May 15, 2005

"Great Hope," Big Troubles


By Dennis O'Connor
For the Sunday Challenger

COVINGTON - For more than four years, Rev. Thomas Reese, (Society of Jesus), long-time editor of the national Catholic newsweekly America had dealt with complaints by then-Cardinal Joseph Ratzinger over how the Jesuit publication dealt with controversial issues. On May 6, Reese announced he was throwing in the towel, acknowledging that his tenure would be even more difficult with the former head of the Congregation of the Doctrine of the Faith installed as the new Bishop of Rome, Pope Benedict XVI. Reese's seven-year tenure at America will close at the end of May, in the wake of articles on topics as varied as married priests, homosexual clergy and ordination of women - subjects that, it appears, are now verboten from official church discourse.

For Vatican watchers, the America resignation was the first sign since wisps of white smoke curled heavenwards from the Sistine Chapel of just what a new papacy might mean. Would there be more polarization within the ranks of the faithful, between those seeking dialogue about the issues being explored in America magazine and the likes of William Donohue, head of New York-based Catholic League, who last week urged Catholics everywhere to "get over" any objections they might have to a Benedictine papacy? And how will this new pope address the scandals of the American church's clerical sex-abuse crisis?

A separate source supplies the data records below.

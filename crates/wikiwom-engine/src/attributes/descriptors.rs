//! Static descriptor tables, one per element kind.

use wikiwom_config::{LinkTargetType, WikiConfig};
use wikiwom_syntax::NodeKind;

use super::verifiers;
use super::{AttributeDescriptor, Normalization};
use crate::category::category_key;
use crate::document::{WomDocument, WomId};
use crate::error::{Result, WomError};
use crate::toolbox;
use crate::validate;

const fn synced(
    name: &'static str,
    verify: super::Verify,
    normalization: Normalization,
) -> AttributeDescriptor {
    AttributeDescriptor {
        name,
        verify,
        normalization,
        removable: true,
        sync_to_ast: true,
        custom_action: None,
    }
}

/// Attributes every XML-expressible element understands.
pub static UNIVERSAL: &[AttributeDescriptor] = &[
    synced("id", verifiers::id, Normalization::NonCdata),
    synced("class", verifiers::any, Normalization::NonCdata),
    synced("style", verifiers::any, Normalization::NonCdata),
    synced("title", verifiers::any, Normalization::NonCdata),
    synced("lang", verifiers::lang, Normalization::NonCdata),
    synced("dir", verifiers::dir, Normalization::NonCdata),
];

/// Fallback for any other name on an XML-expressible element.
pub static GENERIC: AttributeDescriptor = synced("*", verifiers::any, Normalization::Cdata);

pub static PAGE: &[AttributeDescriptor] = &[
    AttributeDescriptor {
        name: "title",
        verify: page_title,
        normalization: Normalization::NonCdata,
        removable: false,
        sync_to_ast: false,
        custom_action: None,
    },
    AttributeDescriptor {
        name: "namespace",
        verify: page_namespace,
        normalization: Normalization::NonCdata,
        removable: true,
        sync_to_ast: false,
        custom_action: None,
    },
    AttributeDescriptor {
        name: "path",
        verify: page_path,
        normalization: Normalization::NonCdata,
        removable: true,
        sync_to_ast: false,
        custom_action: None,
    },
];

pub static PARAGRAPH: &[AttributeDescriptor] = &[synced(
    "align",
    verifiers::align_lcrj,
    Normalization::NonCdata,
)];

pub static DIV: &[AttributeDescriptor] = &[synced(
    "align",
    verifiers::align_lcrj,
    Normalization::NonCdata,
)];

pub static HORIZONTAL_RULE: &[AttributeDescriptor] = &[
    synced("align", verifiers::align_lcr, Normalization::NonCdata),
    synced("noshade", verifiers::noshade, Normalization::NonCdata),
    synced("size", verifiers::pixels, Normalization::NonCdata),
    synced("width", verifiers::length, Normalization::NonCdata),
];

pub static PAGE_LINK: &[AttributeDescriptor] = &[AttributeDescriptor {
    name: "target",
    verify: link_target,
    normalization: Normalization::NonCdata,
    removable: false,
    sync_to_ast: false,
    custom_action: Some(retarget_link),
}];

pub static CATEGORY: &[AttributeDescriptor] = &[AttributeDescriptor {
    name: "name",
    verify: category_name,
    normalization: Normalization::NonCdata,
    removable: false,
    sync_to_ast: false,
    custom_action: Some(rename_category),
}];

fn page_title(_: &WomDocument, _: WomId, value: &str) -> Result<Option<String>> {
    let value = value.trim();
    validate::check_valid_title(Some(value))?;
    Ok(Some(value.to_string()))
}

fn page_namespace(_: &WomDocument, _: WomId, value: &str) -> Result<Option<String>> {
    validate::check_valid_namespace(Some(value.trim()))
}

fn page_path(_: &WomDocument, _: WomId, value: &str) -> Result<Option<String>> {
    validate::check_valid_path(Some(value.trim()))
}

/// A page link may point anywhere except at a category or an image; those
/// have dedicated node types.
pub(crate) fn link_target(doc: &WomDocument, _: WomId, value: &str) -> Result<Option<String>> {
    let value = value.trim();
    validate::check_valid_target(Some(value))?;
    let target = doc
        .config()
        .parse_target(value)
        .map_err(|err| WomError::validation(err.to_string()))?;
    if doc.config().is_category(&target) {
        return Err(WomError::validation(format!(
            "`{value}` is a category; use the page's category operations"
        )));
    }
    if doc.config().classify(&target) == LinkTargetType::Image {
        return Err(WomError::validation(format!(
            "`{value}` links an image, not a page"
        )));
    }
    Ok(Some(value.to_string()))
}

fn retarget_link(
    doc: &mut WomDocument,
    id: WomId,
    old: Option<&str>,
    new: Option<&str>,
) -> Result<()> {
    let Some(new) = new else {
        return Ok(());
    };
    if old == Some(new) {
        return Ok(());
    }
    let link = doc.native_node(id)?;
    match doc.ast.kind_mut(link)? {
        NodeKind::InternalLink { target, .. } => *target = new.to_string(),
        other => {
            return Err(WomError::invariant(format!(
                "page link is backed by a {} node",
                other.name()
            )));
        }
    }
    toolbox::add_rtd(&mut doc.ast, link)
}

fn category_name(doc: &WomDocument, id: WomId, value: &str) -> Result<Option<String>> {
    let value = WikiConfig::normalize_title(value);
    validate::check_valid_category(Some(&value))?;
    let current = doc.get_attribute(id, "name")?;
    let same = current.is_some_and(|current| category_key(current) == category_key(&value));
    if !same && doc.parent(id)?.is_some() && doc.has_category(&value) {
        return Err(WomError::NameCollision(value));
    }
    Ok(Some(value))
}

fn rename_category(
    doc: &mut WomDocument,
    id: WomId,
    old: Option<&str>,
    new: Option<&str>,
) -> Result<()> {
    match new {
        Some(new) => doc.rename_category_links(id, old, new),
        None => Ok(()),
    }
}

"I think that underneath all this, with the election of a new pope, there is great hope in the Diocese of Covington," said Jim Ott, former president of the advisory board for the Diocese of Covington's newspaper, the Messenger, and author of a history of the diocese, "Seekers of the Everlasting Kingdom: A Brief History of the Diocese of Covington."

"You have this general malaise within the diocese because of the sexual (abuse) problems," Ott said. "Attendance at Mass is down. I really think a lot of people have quit going to church. But with the positive coverage that the church had received with the death of Pope John Paul II and then the election of Pope Benedict, there has been quite a bit of good news. It is something to build on, something for people to look forward to."

The events of recent weeks also have been a diversion from the challenges confronting Bishop Roger Foys and the Diocese of Covington. Faced with financial pressure because of ongoing legal fees and payments related to the clergy sex abuse scandal, Foys directed diocese department directors to whittle employee ranks. Layoffs at the diocese offices in Erlanger will take place July 1.